Рцы слово твердо. Русская литература от Слова о полку Игореве до Эдуарда Лимонова - страница 2

Шрифт
Интервал


Да и сама жизнь в артистической семье волей-неволей предполагала сопричастность русской литературе. Когда на стене дома почти как икона висит портрет Пушкина, а отец берет тебя на концерт исполняемых им песен на стихи Дениса Давыдова и ты с младых ногтей уверен, что «я люблю кровавый бой, я рожден для службы царской», а потому «за тебя на черта рад, наша матушка Россия», всё это имеет значение.

Но сочинение-то тут причем? Сочинение в советской школе было крайне своеобразным жанром. От учащегося требовалось высказывать «мысли о прочитанном». Однако высказывать действительно свои мысли, напирая на местоимение «я» тоже было чревато. «От первого лица» полагалось повторять общепринятые лицемерные формулы в строго отмеренной дозировке.

С чужими мнениями тоже было непросто – категорически запрещалось пользоваться какой-либо филологической, исторической, публицистической литературой, кроме, разве что, присяжных революционно-демократических критиков Белинского и Добролюбова. Как в детективах каждый следующий великий сыщик живет так, как будто никогда не читал про Шерлока Холмса, так и мы вынуждены были делать вид, что никакого литературоведения не существует и осмысление Грибоедова, Гоголя и Островского начинается с нас и нашей Анны Иванны как с чистого листа.

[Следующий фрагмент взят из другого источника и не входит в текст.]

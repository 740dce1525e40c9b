//! Dog profile service: registration, lookup, and visibility.

use std::sync::Arc;

use crate::domain::{DogAttributes, DogId, DogProfile, DogRegistry, UserId};
use crate::error::MatchError;

/// Minimum accepted age for a breeding profile, in years.
const MIN_BREEDING_AGE_YEARS: f64 = 2.0;
/// Maximum accepted age for a breeding profile, in years.
const MAX_BREEDING_AGE_YEARS: f64 = 7.0;

/// Orchestration layer for dog profile operations.
///
/// Profiles are append-only apart from visibility and the breeding
/// counters, which the match lifecycle maintains.
#[derive(Debug, Clone)]
pub struct DogService {
    registry: Arc<DogRegistry>,
}

impl DogService {
    /// Creates a new `DogService`.
    #[must_use]
    pub fn new(registry: Arc<DogRegistry>) -> Self {
        Self { registry }
    }

    /// Returns a reference to the inner [`DogRegistry`].
    #[must_use]
    pub fn registry(&self) -> &Arc<DogRegistry> {
        &self.registry
    }

    /// Registers a new dog profile owned by `owner_id`.
    ///
    /// # Errors
    ///
    /// Returns [`MatchError::Validation`] when the name is blank, the age
    /// falls outside the accepted breeding range, or the weight is not
    /// positive.
    pub async fn register_dog(
        &self,
        owner_id: UserId,
        name: &str,
        attributes: DogAttributes,
    ) -> Result<DogProfile, MatchError> {
        let name = name.trim();
        if name.is_empty() {
            return Err(MatchError::Validation("dog name must not be blank".to_string()));
        }
        if let Some(age) = attributes.age_years
            && !(MIN_BREEDING_AGE_YEARS..=MAX_BREEDING_AGE_YEARS).contains(&age)
        {
            return Err(MatchError::Validation(format!(
                "age must be between {MIN_BREEDING_AGE_YEARS} and {MAX_BREEDING_AGE_YEARS} years"
            )));
        }
        if let Some(weight) = attributes.weight_kg
            && weight <= 0.0
        {
            return Err(MatchError::Validation(
                "weight must be positive".to_string(),
            ));
        }

        let profile = DogProfile::new(owner_id, name.to_string(), attributes);
        let dog_id = self.registry.insert(profile.clone()).await?;

        tracing::info!(%dog_id, %owner_id, "dog registered");
        Ok(profile)
    }

    /// Returns a snapshot of the profile with the given ID.
    ///
    /// # Errors
    ///
    /// Returns [`MatchError::DogNotFound`] if no such profile exists.
    pub async fn get_dog(&self, dog_id: DogId) -> Result<DogProfile, MatchError> {
        let entry_lock = self.registry.get(dog_id).await?;
        let entry = entry_lock.read().await;
        Ok(entry.clone())
    }

    /// Returns all profiles owned by `owner_id`.
    pub async fn list_my_dogs(&self, owner_id: UserId) -> Vec<DogProfile> {
        self.registry.list_owned_by(owner_id).await
    }

    /// Shows or hides a dog in other owners' candidate listings.
    ///
    /// # Errors
    ///
    /// Returns [`MatchError::DogNotFound`] if no such profile exists and
    /// [`MatchError::Authorization`] when `actor` does not own it.
    pub async fn set_visibility(
        &self,
        actor: UserId,
        dog_id: DogId,
        visible: bool,
    ) -> Result<DogProfile, MatchError> {
        let entry_lock = self.registry.get(dog_id).await?;
        let mut entry = entry_lock.write().await;
        if entry.owner_id != actor {
            return Err(MatchError::Authorization(
                "only the owner may change a dog's visibility".to_string(),
            ));
        }
        entry.visible = visible;
        entry.touch();
        let profile = entry.clone();
        drop(entry);

        tracing::info!(%dog_id, visible, "dog visibility changed");
        Ok(profile)
    }
}

#[cfg(test)]
#[allow(clippy::panic)]
mod tests {
    use super::*;
    use crate::domain::Gender;

    fn make_service() -> DogService {
        DogService::new(Arc::new(DogRegistry::new()))
    }

    fn attributes() -> DogAttributes {
        DogAttributes {
            breed: Some("Beagle".to_string()),
            gender: Some(Gender::Female),
            age_years: Some(3.0),
            weight_kg: Some(11.0),
            ..DogAttributes::default()
        }
    }

    #[tokio::test]
    async fn register_and_get() {
        let service = make_service();
        let owner = UserId::new();

        let registered = service.register_dog(owner, "Luna", attributes()).await;
        let Ok(registered) = registered else {
            panic!("registration failed");
        };
        assert!(registered.visible);

        let fetched = service.get_dog(registered.id).await;
        let Ok(fetched) = fetched else {
            panic!("lookup failed");
        };
        assert_eq!(fetched.name, "Luna");
        assert_eq!(fetched.owner_id, owner);
    }

    #[tokio::test]
    async fn blank_name_is_rejected() {
        let service = make_service();
        let result = service.register_dog(UserId::new(), "   ", attributes()).await;
        assert!(matches!(result, Err(MatchError::Validation(_))));
    }

    #[tokio::test]
    async fn age_outside_breeding_range_is_rejected() {
        let service = make_service();
        for age in [1.0, 7.5, 12.0] {
            let mut attrs = attributes();
            attrs.age_years = Some(age);
            let result = service.register_dog(UserId::new(), "Luna", attrs).await;
            assert!(matches!(result, Err(MatchError::Validation(_))), "age {age}");
        }
    }

    #[tokio::test]
    async fn missing_age_is_accepted() {
        let service = make_service();
        let mut attrs = attributes();
        attrs.age_years = None;
        let result = service.register_dog(UserId::new(), "Luna", attrs).await;
        assert!(result.is_ok());
    }

    #[tokio::test]
    async fn non_positive_weight_is_rejected() {
        let service = make_service();
        let mut attrs = attributes();
        attrs.weight_kg = Some(0.0);
        let result = service.register_dog(UserId::new(), "Luna", attrs).await;
        assert!(matches!(result, Err(MatchError::Validation(_))));
    }

    #[tokio::test]
    async fn list_my_dogs_returns_only_mine() {
        let service = make_service();
        let owner = UserId::new();
        let _ = service.register_dog(owner, "Luna", attributes()).await;
        let _ = service.register_dog(owner, "Nala", attributes()).await;
        let _ = service.register_dog(UserId::new(), "Rex", attributes()).await;

        let mine = service.list_my_dogs(owner).await;
        assert_eq!(mine.len(), 2);
    }

    #[tokio::test]
    async fn owner_can_toggle_visibility() {
        let service = make_service();
        let owner = UserId::new();
        let Ok(dog) = service.register_dog(owner, "Luna", attributes()).await else {
            panic!("registration failed");
        };

        let hidden = service.set_visibility(owner, dog.id, false).await;
        let Ok(hidden) = hidden else {
            panic!("visibility change failed");
        };
        assert!(!hidden.visible);
        assert!(hidden.updated_at >= dog.updated_at);
    }

    #[tokio::test]
    async fn non_owner_cannot_toggle_visibility() {
        let service = make_service();
        let Ok(dog) = service
            .register_dog(UserId::new(), "Luna", attributes())
            .await
        else {
            panic!("registration failed");
        };

        let result = service.set_visibility(UserId::new(), dog.id, false).await;
        assert!(matches!(result, Err(MatchError::Authorization(_))));
    }
}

Интересуясь историей с того самого момента, когда научился читать, я рано усвоил из историографии совсем другие принципы интеллектуальной деятельности. Твое мнение должно выводиться из сочетания внимательного анализа текста, рассмотрения его интеллектуального контекста и должно продолжать историографическую традицию обсуждения вопроса. Если оно при этом еще и будет само хорошо написано, то совсем прекрасно, историография тоже важный литературный жанр.

Однако подобной историографической филологии в школе не учили. А стало быть тексты, представлявшиеся мною в жанре сочинения на рассмотрение наших словомучительниц, были откровенно убоги, а поскольку филология была в СССР единственной разрешенной формой интеллектуализма, то и ощущал я себя почти идиотом.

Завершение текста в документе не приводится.